### Extracted data

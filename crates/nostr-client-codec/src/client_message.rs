use serde_json::Value;

use nostr_client_types::{Event, Filter};

use crate::error::DecodeError;

/// A message sent from client to relay, per NIP-01.
#[derive(Debug, Clone, PartialEq)]
pub enum ClientMessage {
    Req { sub_id: String, filters: Vec<Filter> },
    Count { sub_id: String, filters: Vec<Filter> },
    Close { sub_id: String },
    Event { event: Event },
}

impl ClientMessage {
    /// Encodes this message to its wire JSON form, e.g. `["REQ","sub",{...}]`.
    pub fn to_json(&self) -> String {
        let value = match self {
            ClientMessage::Req { sub_id, filters } => {
                let mut arr = vec![Value::String("REQ".into()), Value::String(sub_id.clone())];
                arr.extend(filters.iter().map(|f| serde_json::to_value(f).expect("filter serializes")));
                Value::Array(arr)
            }
            ClientMessage::Count { sub_id, filters } => {
                let mut arr = vec![Value::String("COUNT".into()), Value::String(sub_id.clone())];
                arr.extend(filters.iter().map(|f| serde_json::to_value(f).expect("filter serializes")));
                Value::Array(arr)
            }
            ClientMessage::Close { sub_id } => {
                Value::Array(vec![Value::String("CLOSE".into()), Value::String(sub_id.clone())])
            }
            ClientMessage::Event { event } => Value::Array(vec![
                Value::String("EVENT".into()),
                serde_json::to_value(event).expect("event serializes"),
            ]),
        };
        serde_json::to_string(&value).expect("wire message serializes")
    }

    pub fn from_json(raw: &str) -> Result<Self, DecodeError> {
        let value: Value = serde_json::from_str(raw).map_err(|source| DecodeError::MalformedJson {
            source,
            raw: raw.to_string(),
        })?;
        let arr = value.as_array().ok_or(DecodeError::NotAnArray)?;
        let label = arr.first().and_then(Value::as_str).ok_or(DecodeError::MissingLabel)?;

        match label {
            "REQ" => {
                let sub_id = sub_id_at(arr, 1)?;
                let filters = filters_from(arr, 2)?;
                Ok(ClientMessage::Req { sub_id, filters })
            }
            "COUNT" => {
                let sub_id = sub_id_at(arr, 1)?;
                let filters = filters_from(arr, 2)?;
                Ok(ClientMessage::Count { sub_id, filters })
            }
            "CLOSE" => {
                let sub_id = sub_id_at(arr, 1)?;
                Ok(ClientMessage::Close { sub_id })
            }
            "EVENT" => {
                let raw_event = arr.get(1).ok_or(DecodeError::MissingField("event"))?;
                let event: Event = serde_json::from_value(raw_event.clone()).map_err(|e| DecodeError::WrongShape {
                    field: "event",
                    detail: e.to_string(),
                })?;
                Ok(ClientMessage::Event { event })
            }
            other => Err(DecodeError::UnknownType(other.to_string())),
        }
    }
}

fn sub_id_at(arr: &[Value], idx: usize) -> Result<String, DecodeError> {
    arr.get(idx)
        .and_then(Value::as_str)
        .map(|s| s.to_string())
        .ok_or(DecodeError::MissingField("subscription id"))
}

fn filters_from(arr: &[Value], start: usize) -> Result<Vec<Filter>, DecodeError> {
    arr[start.min(arr.len())..]
        .iter()
        .map(|v| {
            serde_json::from_value(v.clone()).map_err(|e| DecodeError::WrongShape {
                field: "filter",
                detail: e.to_string(),
            })
        })
        .collect()
}
use std::collections::HashMap;

use serde::Deserialize;

/// The TOML document shape: `[default]`, `[profiles.<name>]`,
/// `[relaySets.<name>]`.
#[derive(Debug, Clone, Default, Deserialize)]
pub struct RawConfig {
    #[serde(default)]
    pub default: ProfileDefaults,
    #[serde(default)]
    pub profiles: HashMap<String, RawProfile>,
    #[serde(default, rename = "relaySets")]
    pub relay_sets: HashMap<String, RelaySet>,
}

/// Keys that fall back to `[default]` when a profile doesn't set them.
#[derive(Debug, Clone, Default, Deserialize)]
pub struct ProfileDefaults {
    pub destination: Option<String>,
    #[serde(rename = "fetchMine")]
    pub fetch_mine: Option<bool>,
    #[serde(rename = "fetchFollows")]
    pub fetch_follows: Option<bool>,
    #[serde(rename = "fetchMyRefs")]
    pub fetch_my_refs: Option<bool>,
    #[serde(rename = "fetchFollowsRefs")]
    pub fetch_follows_refs: Option<bool>,
    #[serde(rename = "sourceRelays")]
    pub source_relays: Option<String>,
}

/// One `[profiles.<name>]` table. `pubkey` has no default — it is required.
#[derive(Debug, Clone, Default, Deserialize)]
pub struct RawProfile {
    pub pubkey: Option<String>,
    pub seckey: Option<String>,
    pub destination: Option<String>,
    #[serde(rename = "fetchMine")]
    pub fetch_mine: Option<bool>,
    #[serde(rename = "fetchFollows")]
    pub fetch_follows: Option<bool>,
    #[serde(rename = "fetchMyRefs")]
    pub fetch_my_refs: Option<bool>,
    #[serde(rename = "fetchFollowsRefs")]
    pub fetch_follows_refs: Option<bool>,
    #[serde(rename = "sourceRelays")]
    pub source_relays: Option<String>,
}

/// A `[relaySets.<name>]` table: `{ relays = [ws-url, ...] }`.
#[derive(Debug, Clone, Deserialize)]
pub struct RelaySet {
    pub relays: Vec<String>,
}
/// Hooks a caller can install on a [`crate::connection::RelayConnection`] to
/// observe every frame crossing the wire without going through a
/// subscription. Exceptions (panics aside) from a listener must never break
/// protocol flow for other listeners or for subscriptions, so the
/// connection's dispatch loop swallows whatever a hook returns.
pub trait ConnectionListener: Send + Sync {
    fn sent_message(&self, _raw: &str) {}
    fn got_message(&self, _raw: &str) {}
    fn connection_closed(&self) {}
}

### Task
After reading the records above, transcribe them verbatim.

### Answer to this problem
filename crates/nostr-client-codec/src/client_message.rs
use serde_json::Value;

use nostr_client_types::{Event, Filter};

use crate::error::DecodeError;

/// A message sent from client to relay, per NIP-01.
#[derive(Debug, Clone, PartialEq)]
pub enum ClientMessage {
    Req { sub_id: String, filters: Vec<Filter> },
    Count { sub_id: String, filters: Vec<Filter> },
    Close { sub_id: String },
    Event { event: Event },
}

impl ClientMessage {
    /// Encodes this message to its wire JSON form, e.g. `["REQ","sub",{...}]`.
    pub fn to_json(&self) -> String {
        let value = match self {
            ClientMessage::Req { sub_id, filters } => {
                let mut arr = vec![Value::String("REQ".into()), Value::String(sub_id.clone())];
                arr.extend(filters.iter().map(|f| serde_json::to_value(f).expect("filter serializes")));
                Value::Array(arr)
            }
            ClientMessage::Count { sub_id, filters } => {
                let mut arr = vec![Value::String("COUNT".into()), Value::String(sub_id.clone())];
                arr.extend(filters.iter().map(|f| serde_json::to_value(f).expect("filter serializes")));
                Value::Array(arr)
            }
            ClientMessage::Close { sub_id } => {
                Value::Array(vec![Value::String("CLOSE".into()), Value::String(sub_id.clone())])
            }
            ClientMessage::Event { event } => Value::Array(vec![
                Value::String("EVENT".into()),
                serde_json::to_value(event).expect("event serializes"),
            ]),
        };
        serde_json::to_string(&value).expect("wire message serializes")
    }

    pub fn from_json(raw: &str) -> Result<Self, DecodeError> {
        let value: Value = serde_json::from_str(raw).map_err(|source| DecodeError::MalformedJson {
            source,
            raw: raw.to_string(),
        })?;
        let arr = value.as_array().ok_or(DecodeError::NotAnArray)?;
        let label = arr.first().and_then(Value::as_str).ok_or(DecodeError::MissingLabel)?;

        match label {
            "REQ" => {
                let sub_id = sub_id_at(arr, 1)?;
                let filters = filters_from(arr, 2)?;
                Ok(ClientMessage::Req { sub_id, filters })
            }
            "COUNT" => {
                let sub_id = sub_id_at(arr, 1)?;
                let filters = filters_from(arr, 2)?;
                Ok(ClientMessage::Count { sub_id, filters })
            }
            "CLOSE" => {
                let sub_id = sub_id_at(arr, 1)?;
                Ok(ClientMessage::Close { sub_id })
            }
            "EVENT" => {
                let raw_event = arr.get(1).ok_or(DecodeError::MissingField("event"))?;
                let event: Event = serde_json::from_value(raw_event.clone()).map_err(|e| DecodeError::WrongShape {
                    field: "event",
                    detail: e.to_string(),
                })?;
                Ok(ClientMessage::Event { event })
            }
            other => Err(DecodeError::UnknownType(other.to_string())),
        }
    }
}

fn sub_id_at(arr: &[Value], idx: usize) -> Result<String, DecodeError> {
    arr.get(idx)
        .and_then(Value::as_str)
        .map(|s| s.to_string())
        .ok_or(DecodeError::MissingField("subscription id"))
}

fn filters_from(arr: &[Value], start: usize) -> Result<Vec<Filter>, DecodeError> {
    arr[start.min(arr.len())..]
        .iter()
        .map(|v| {
            serde_json::from_value(v.clone()).map_err(|e| DecodeError::WrongShape {
                field: "filter",
                detail: e.to_string(),
            })
        })
        .collect()
}
use std::collections::HashMap;

use serde::Deserialize;

/// The TOML document shape: `[default]`, `[profiles.<name>]`,
/// `[relaySets.<name>]`.
#[derive(Debug, Clone, Default, Deserialize)]
pub struct RawConfig {
    #[serde(default)]
    pub default: ProfileDefaults,
    #[serde(default)]
    pub profiles: HashMap<String, RawProfile>,
    #[serde(default, rename = "relaySets")]
    pub relay_sets: HashMap<String, RelaySet>,
}

/// Keys that fall back to `[default]` when a profile doesn't set them.
#[derive(Debug, Clone, Default, Deserialize)]
pub struct ProfileDefaults {
    pub destination: Option<String>,
    #[serde(rename = "fetchMine")]
    pub fetch_mine: Option<bool>,
    #[serde(rename = "fetchFollows")]
    pub fetch_follows: Option<bool>,
    #[serde(rename = "fetchMyRefs")]
    pub fetch_my_refs: Option<bool>,
    #[serde(rename = "fetchFollowsRefs")]
    pub fetch_follows_refs: Option<bool>,
    #[serde(rename = "sourceRelays")]
    pub source_relays: Option<String>,
}

/// One `[profiles.<name>]` table. `pubkey` has no default — it is required.
#[derive(Debug, Clone, Default, Deserialize)]
pub struct RawProfile {
    pub pubkey: Option<String>,
    pub seckey: Option<String>,
    pub destination: Option<String>,
    #[serde(rename = "fetchMine")]
    pub fetch_mine: Option<bool>,
    #[serde(rename = "fetchFollows")]
    pub fetch_follows: Option<bool>,
    #[serde(rename = "fetchMyRefs")]
    pub fetch_my_refs: Option<bool>,
    #[serde(rename = "fetchFollowsRefs")]
    pub fetch_follows_refs: Option<bool>,
    #[serde(rename = "sourceRelays")]
    pub source_relays: Option<String>,
}

/// A `[relaySets.<name>]` table: `{ relays = [ws-url, ...] }`.
#[derive(Debug, Clone, Deserialize)]
pub struct RelaySet {
    pub relays: Vec<String>,
}
/// Hooks a caller can install on a [`crate::connection::RelayConnection`] to
/// observe every frame crossing the wire without going through a
/// subscription. Exceptions (panics aside) from a listener must never break
/// protocol flow for other listeners or for subscriptions, so the
/// connection's dispatch loop swallows whatever a hook returns.
pub trait ConnectionListener: Send + Sync {
    fn sent_message(&self, _raw: &str) {}
    fn got_message(&self, _raw: &str) {}
    fn connection_closed(&self) {}
}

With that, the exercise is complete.